Legendary American songbird Ella Fitzgerald had once fell victim to the term, as listed in the “General Record of Girls Committed,” a registry documenting arrival at the now-closed New York State Training School for Girls in Hudson, New York. Documents from the New York State Archives show a 15-year-old Fitzgerald as committed on April 10, 1933, and is described as “ungovernable and will not obey the just and lawful commands” under her offense sheet.

Other young teenage girls committed in 1933 had been labeled “incorrigible” and “habitually disobedient” in the logs.
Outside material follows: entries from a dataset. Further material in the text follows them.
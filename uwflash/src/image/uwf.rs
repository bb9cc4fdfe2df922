//! UWF/UBU upgrade file format.
//!
//! An upgrade file is a flat stream of commands, each a 6-byte header
//! followed by a payload. All integers are little-endian.
//!
//! ```text
//! +----+----+-------------------+------------------------+
//! | id | rs |  length (u32 LE)  |  payload (length bytes) |
//! +----+----+-------------------+------------------------+
//!   1B   1B          4B
//! ```
//!
//! | id  | Command          | Payload                                              |
//! |-----|------------------|------------------------------------------------------|
//! | `T` | Target platform  | platform id (4)                                      |
//! | `G` | Register device  | handle (1), base (4), banks (1), bank size (4), sel (1) |
//! | `S` | Select device    | flash id (1), bank id (1)                            |
//! | `M` | Sector map       | { sector count (4), sector size (4) } × n            |
//! | `E` | Erase block      | offset (4), size (4)                                 |
//! | `W` | Write block      | offset (4), flags (4), data (length - 8)             |
//! | `Q` | Query            | ignored                                              |
//! | `U` | Unregister       | handle (1), ignored trailing bytes                   |

use {
    crate::error::{Error, Result},
    byteorder::{LittleEndian, ReadBytesExt, WriteBytesExt},
    log::debug,
    std::{
        fmt,
        fs::File,
        io::{BufReader, ErrorKind, Read, Seek, SeekFrom},
        path::Path,
    },
};

/// Command header length.
pub const HEADER_LEN: usize = 6;

/// Smallest acceptable upgrade file (one empty command).
pub const MIN_FILE_SIZE: u64 = HEADER_LEN as u64;

/// Largest acceptable upgrade file.
pub const MAX_FILE_SIZE: u64 = 16 * 1024 * 1024;

/// Largest payload a single command may declare.
pub const MAX_PAYLOAD_LEN: u32 = 10 * 1024 * 1024;

/// Target platform payload length.
pub const TARGET_PLATFORM_LEN: u32 = 4;
/// Register device payload length.
pub const REGISTER_DEVICE_LEN: u32 = 11;
/// Select device payload length.
pub const SELECT_DEVICE_LEN: u32 = 2;
/// Length of one sector map group.
pub const SECTOR_MAP_ENTRY_LEN: u32 = 8;
/// Erase block payload length.
pub const ERASE_BLOCK_LEN: u32 = 8;
/// Write block header length (before the data).
pub const WRITE_BLOCK_HEADER_LEN: u32 = 8;
/// Minimum unregister payload length.
pub const UNREGISTER_LEN: u32 = 1;

/// Upgrade file command identifier.
#[derive(Debug, Clone, Copy, PartialEq, Eq, Hash)]
pub enum CommandId {
    /// `T`: check the module platform.
    TargetPlatform,
    /// `G`: register a flash device.
    RegisterDevice,
    /// `S`: select the active flash device.
    SelectDevice,
    /// `M`: sector layout of the active device.
    SectorMap,
    /// `E`: erase a region.
    EraseBlock,
    /// `W`: write a region.
    WriteBlock,
    /// `Q`: query, not acted on.
    Query,
    /// `U`: unregister a flash device.
    Unregister,
    /// Anything else.
    Unknown(u8),
}

impl CommandId {
    /// Decode the header id byte.
    pub fn from_byte(byte: u8) -> Self {
        match byte {
            b'T' => Self::TargetPlatform,
            b'G' => Self::RegisterDevice,
            b'S' => Self::SelectDevice,
            b'M' => Self::SectorMap,
            b'E' => Self::EraseBlock,
            b'W' => Self::WriteBlock,
            b'Q' => Self::Query,
            b'U' => Self::Unregister,
            other => Self::Unknown(other),
        }
    }

    /// Header id byte.
    pub fn as_byte(self) -> u8 {
        match self {
            Self::TargetPlatform => b'T',
            Self::RegisterDevice => b'G',
            Self::SelectDevice => b'S',
            Self::SectorMap => b'M',
            Self::EraseBlock => b'E',
            Self::WriteBlock => b'W',
            Self::Query => b'Q',
            Self::Unregister => b'U',
            Self::Unknown(byte) => byte,
        }
    }

    /// Human-readable command name.
    pub fn name(self) -> &'static str {
        match self {
            Self::TargetPlatform => "Target platform",
            Self::RegisterDevice => "Register device",
            Self::SelectDevice => "Select device",
            Self::SectorMap => "Sector map",
            Self::EraseBlock => "Erase",
            Self::WriteBlock => "Write",
            Self::Query => "Query",
            Self::Unregister => "Unregister",
            Self::Unknown(_) => "Unknown",
        }
    }

    /// Whether the id is one the format defines.
    pub fn is_known(self) -> bool {
        !matches!(self, Self::Unknown(_))
    }

    /// Whether a validation pass accepts the command.
    ///
    /// `Q` is tolerated at the start of a file and skipped during replay,
    /// but a file carrying one does not validate.
    pub fn is_validatable(self) -> bool {
        !matches!(self, Self::Query | Self::Unknown(_))
    }

    /// Whether `length` is an acceptable payload length for this command.
    ///
    /// Unknown commands accept any length; they are rejected separately.
    pub fn accepts_length(self, length: u32) -> bool {
        match self {
            Self::TargetPlatform => length == TARGET_PLATFORM_LEN,
            Self::RegisterDevice => length == REGISTER_DEVICE_LEN,
            Self::SelectDevice => length == SELECT_DEVICE_LEN,
            Self::SectorMap => {
                length >= SECTOR_MAP_ENTRY_LEN && length % SECTOR_MAP_ENTRY_LEN == 0
            },
            Self::EraseBlock => length == ERASE_BLOCK_LEN,
            Self::WriteBlock => length >= WRITE_BLOCK_HEADER_LEN,
            Self::Unregister => length >= UNREGISTER_LEN,
            Self::Query | Self::Unknown(_) => true,
        }
    }
}

impl fmt::Display for CommandId {
    fn fmt(&self, f: &mut fmt::Formatter<'_>) -> fmt::Result {
        let byte = self.as_byte();
        if byte.is_ascii_graphic() {
            write!(f, "{} ('{}')", self.name(), byte as char)
        } else {
            write!(f, "{} (0x{byte:02x})", self.name())
        }
    }
}

/// Six-byte command header.
#[derive(Debug, Clone, Copy, PartialEq, Eq)]
pub struct CommandHeader {
    /// Command id.
    pub id: CommandId,
    /// Reserved byte, carried through unchanged.
    pub reserved: u8,
    /// Payload length in bytes.
    pub length: u32,
}

impl CommandHeader {
    /// Decode a header.
    pub fn parse(bytes: &[u8; HEADER_LEN]) -> Self {
        let mut rest = &bytes[2..];
        Self {
            id: CommandId::from_byte(bytes[0]),
            reserved: bytes[1],
            // Four bytes are always present
            length: rest
                .read_u32::<LittleEndian>()
                .unwrap_or_default(),
        }
    }

    /// Encode the header.
    #[allow(clippy::unwrap_used)] // Writing to Vec<u8> cannot fail
    pub fn to_bytes(&self) -> Vec<u8> {
        let mut buf = Vec::with_capacity(HEADER_LEN);
        buf.push(
            self.id
                .as_byte(),
        );
        buf.push(self.reserved);
        buf.write_u32::<LittleEndian>(self.length)
            .unwrap();
        buf
    }
}

/// `G` payload: a flash device the following commands may target.
#[derive(Debug, Clone, Copy, PartialEq, Eq)]
pub struct RegisterDevice {
    /// Handle used by `S` and `U`.
    pub handle: u8,
    /// Address added to every erase/write offset for this device.
    pub base_address: u32,
    /// Number of banks.
    pub bank_count: u8,
    /// Size of each bank.
    pub bank_size: u32,
    /// Bank selection byte.
    pub bank_selection: u8,
}

impl RegisterDevice {
    /// Decode an 11-byte payload.
    pub fn parse(payload: &[u8]) -> Result<Self> {
        let mut rdr = payload;
        Ok(Self {
            handle: rdr.read_u8()?,
            base_address: rdr.read_u32::<LittleEndian>()?,
            bank_count: rdr.read_u8()?,
            bank_size: rdr.read_u32::<LittleEndian>()?,
            bank_selection: rdr.read_u8()?,
        })
    }
}

/// `S` payload.
#[derive(Debug, Clone, Copy, PartialEq, Eq)]
pub struct SelectDevice {
    /// Handle of the device to make active.
    pub flash_id: u8,
    /// Bank within the device.
    pub bank_id: u8,
}

impl SelectDevice {
    /// Decode a 2-byte payload.
    pub fn parse(payload: &[u8]) -> Result<Self> {
        let mut rdr = payload;
        Ok(Self {
            flash_id: rdr.read_u8()?,
            bank_id: rdr.read_u8()?,
        })
    }
}

/// One `M` group.
#[derive(Debug, Clone, Copy, PartialEq, Eq)]
pub struct SectorGroup {
    /// Number of sectors.
    pub sector_count: u32,
    /// Size of each sector.
    pub sector_size: u32,
}

impl SectorGroup {
    /// Decode every group of a sector map payload.
    pub fn parse_all(payload: &[u8]) -> Result<Vec<Self>> {
        payload
            .chunks_exact(SECTOR_MAP_ENTRY_LEN as usize)
            .map(|mut chunk| {
                Ok(Self {
                    sector_count: chunk.read_u32::<LittleEndian>()?,
                    sector_size: chunk.read_u32::<LittleEndian>()?,
                })
            })
            .collect()
    }
}

/// `E` payload.
#[derive(Debug, Clone, Copy, PartialEq, Eq)]
pub struct EraseBlock {
    /// Offset from the active device's base address.
    pub offset: u32,
    /// Bytes to erase.
    pub size: u32,
}

impl EraseBlock {
    /// Decode an 8-byte payload.
    pub fn parse(payload: &[u8]) -> Result<Self> {
        let mut rdr = payload;
        Ok(Self {
            offset: rdr.read_u32::<LittleEndian>()?,
            size: rdr.read_u32::<LittleEndian>()?,
        })
    }
}

/// Leading 8 bytes of a `W` payload; the data follows in the file.
#[derive(Debug, Clone, Copy, PartialEq, Eq)]
pub struct WriteBlockHeader {
    /// Offset from the active device's base address.
    pub offset: u32,
    /// Flags, informational only.
    pub flags: u32,
}

impl WriteBlockHeader {
    /// Decode the write block header.
    pub fn parse(payload: &[u8]) -> Result<Self> {
        let mut rdr = payload;
        Ok(Self {
            offset: rdr.read_u32::<LittleEndian>()?,
            flags: rdr.read_u32::<LittleEndian>()?,
        })
    }
}

/// Sequential, seekable reader over an upgrade file.
pub struct UwfReader<R> {
    inner: R,
    size: u64,
    position: u64,
}

impl UwfReader<BufReader<File>> {
    /// Open an upgrade file from disk.
    pub fn open<P: AsRef<Path>>(path: P) -> Result<Self> {
        let path = path.as_ref();
        let file = File::open(path).map_err(|e| match e.kind() {
            ErrorKind::NotFound => Error::FileNotFound(path.to_path_buf()),
            _ => Error::OpenDenied(path.to_path_buf()),
        })?;
        debug!("Opened upgrade file {}", path.display());
        Self::new(BufReader::new(file))
    }
}

impl<R: Read + Seek> UwfReader<R> {
    /// Wrap a seekable source positioned anywhere; the reader starts at 0.
    pub fn new(mut inner: R) -> Result<Self> {
        let size = inner.seek(SeekFrom::End(0))?;
        inner.seek(SeekFrom::Start(0))?;
        Ok(Self {
            inner,
            size,
            position: 0,
        })
    }

    /// Total size in bytes.
    pub fn size(&self) -> u64 {
        self.size
    }

    /// Current byte offset.
    pub fn position(&self) -> u64 {
        self.position
    }

    /// Whether every byte has been consumed.
    pub fn at_end(&self) -> bool {
        self.position >= self.size
    }

    /// Read up to `n` bytes; fewer are returned only at the end of the file.
    pub fn read(&mut self, n: usize) -> Result<Vec<u8>> {
        let remaining = self
            .size
            .saturating_sub(self.position);
        let take = (n as u64).min(remaining) as usize;
        let mut buf = vec![0u8; take];
        self.inner
            .read_exact(&mut buf)?;
        self.position += take as u64;
        Ok(buf)
    }

    /// Read the next command header, or `None` at the end of the file.
    ///
    /// A header cut short by the end of the file is reported as invalid.
    pub fn read_header(&mut self) -> Result<Option<CommandHeader>> {
        if self.at_end() {
            return Ok(None);
        }
        let offset = self.position;
        let bytes = self.read(HEADER_LEN)?;
        let header: [u8; HEADER_LEN] = bytes
            .as_slice()
            .try_into()
            .map_err(|_| {
                Error::FileNotValid(format!("truncated command header at offset {offset:#x}"))
            })?;
        Ok(Some(CommandHeader::parse(&header)))
    }

    /// Seek from the start or relative to the current position.
    ///
    /// Seeking from the end is not supported. Targets beyond the end of the
    /// file are clamped to the end.
    pub fn seek(&mut self, pos: SeekFrom) -> Result<u64> {
        let target = match pos {
            SeekFrom::Start(offset) => offset,
            SeekFrom::Current(delta) => self
                .position
                .checked_add_signed(delta)
                .ok_or_else(|| {
                    Error::Io(std::io::Error::new(
                        ErrorKind::InvalidInput,
                        "seek before start of upgrade file",
                    ))
                })?,
            SeekFrom::End(_) => return Err(Error::SeekUnsupported),
        };
        let target = target.min(self.size);
        self.inner
            .seek(SeekFrom::Start(target))?;
        self.position = target;
        Ok(target)
    }

    /// Return to the first command.
    pub fn rewind(&mut self) -> Result<()> {
        self.seek(SeekFrom::Start(0))?;
        Ok(())
    }

    /// Check the first header without consuming it.
    ///
    /// The id must be one the format defines and the length must fit in both
    /// the file and the per-command cap.
    pub fn peek_first_command(&mut self) -> Result<CommandHeader> {
        self.rewind()?;
        let header = self
            .read_header()?
            .ok_or(Error::FileInvalidSize { size: self.size })?;
        self.rewind()?;

        if !header
            .id
            .is_known()
        {
            return Err(Error::FileCommandInvalid(format!(
                "first command {} is not recognised",
                header.id
            )));
        }
        let available = self
            .size
            .saturating_sub(MIN_FILE_SIZE);
        if u64::from(header.length) > available || header.length > MAX_PAYLOAD_LEN {
            return Err(Error::FilePacketLengthInvalid {
                length: header.length,
            });
        }
        Ok(header)
    }
}

/// Check the file size against the format bounds.
pub fn check_file_size(size: u64) -> Result<()> {
    if (MIN_FILE_SIZE..=MAX_FILE_SIZE).contains(&size) {
        Ok(())
    } else {
        Err(Error::FileInvalidSize { size })
    }
}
The governor also signed legislation that will prohibit discrimination, intimidation and retaliation against proprietary school students who file a complaint or exercise their right of private action. There are about 450 licensed private “proprietary” schools — a private, for-profit school that provides education and training — in New York.

 Under state law, students have a right to file a written complaint against proprietary school misconduct with the State Education Department, as well as a private right of action outside the Education Department’s complaint procedure.

But state law has not protected these students from retaliation from their schools. The governor’s legislative action places a blanket of protection on students who she says “will no longer have to be intimidated or threatened” by school administrators or leadership for exercising their legal rights.

Parkchester Assemblymember Karines Reyes supported the governor’s action, hoping that it makes a difference for the state’s students of color and LGBTQ+ youth.

“Unfortunately, many of our state’s laws are still riddled with implicit bias against the very people that we are trying to help or protect,” Reyes said. “In education law, the term incorrigible is used to incorrectly label individuals as incapable of being corrected. No person should be described that way, but especially not our young girls of color and LGBTQ youth who are frequently regarded as irredeemable.”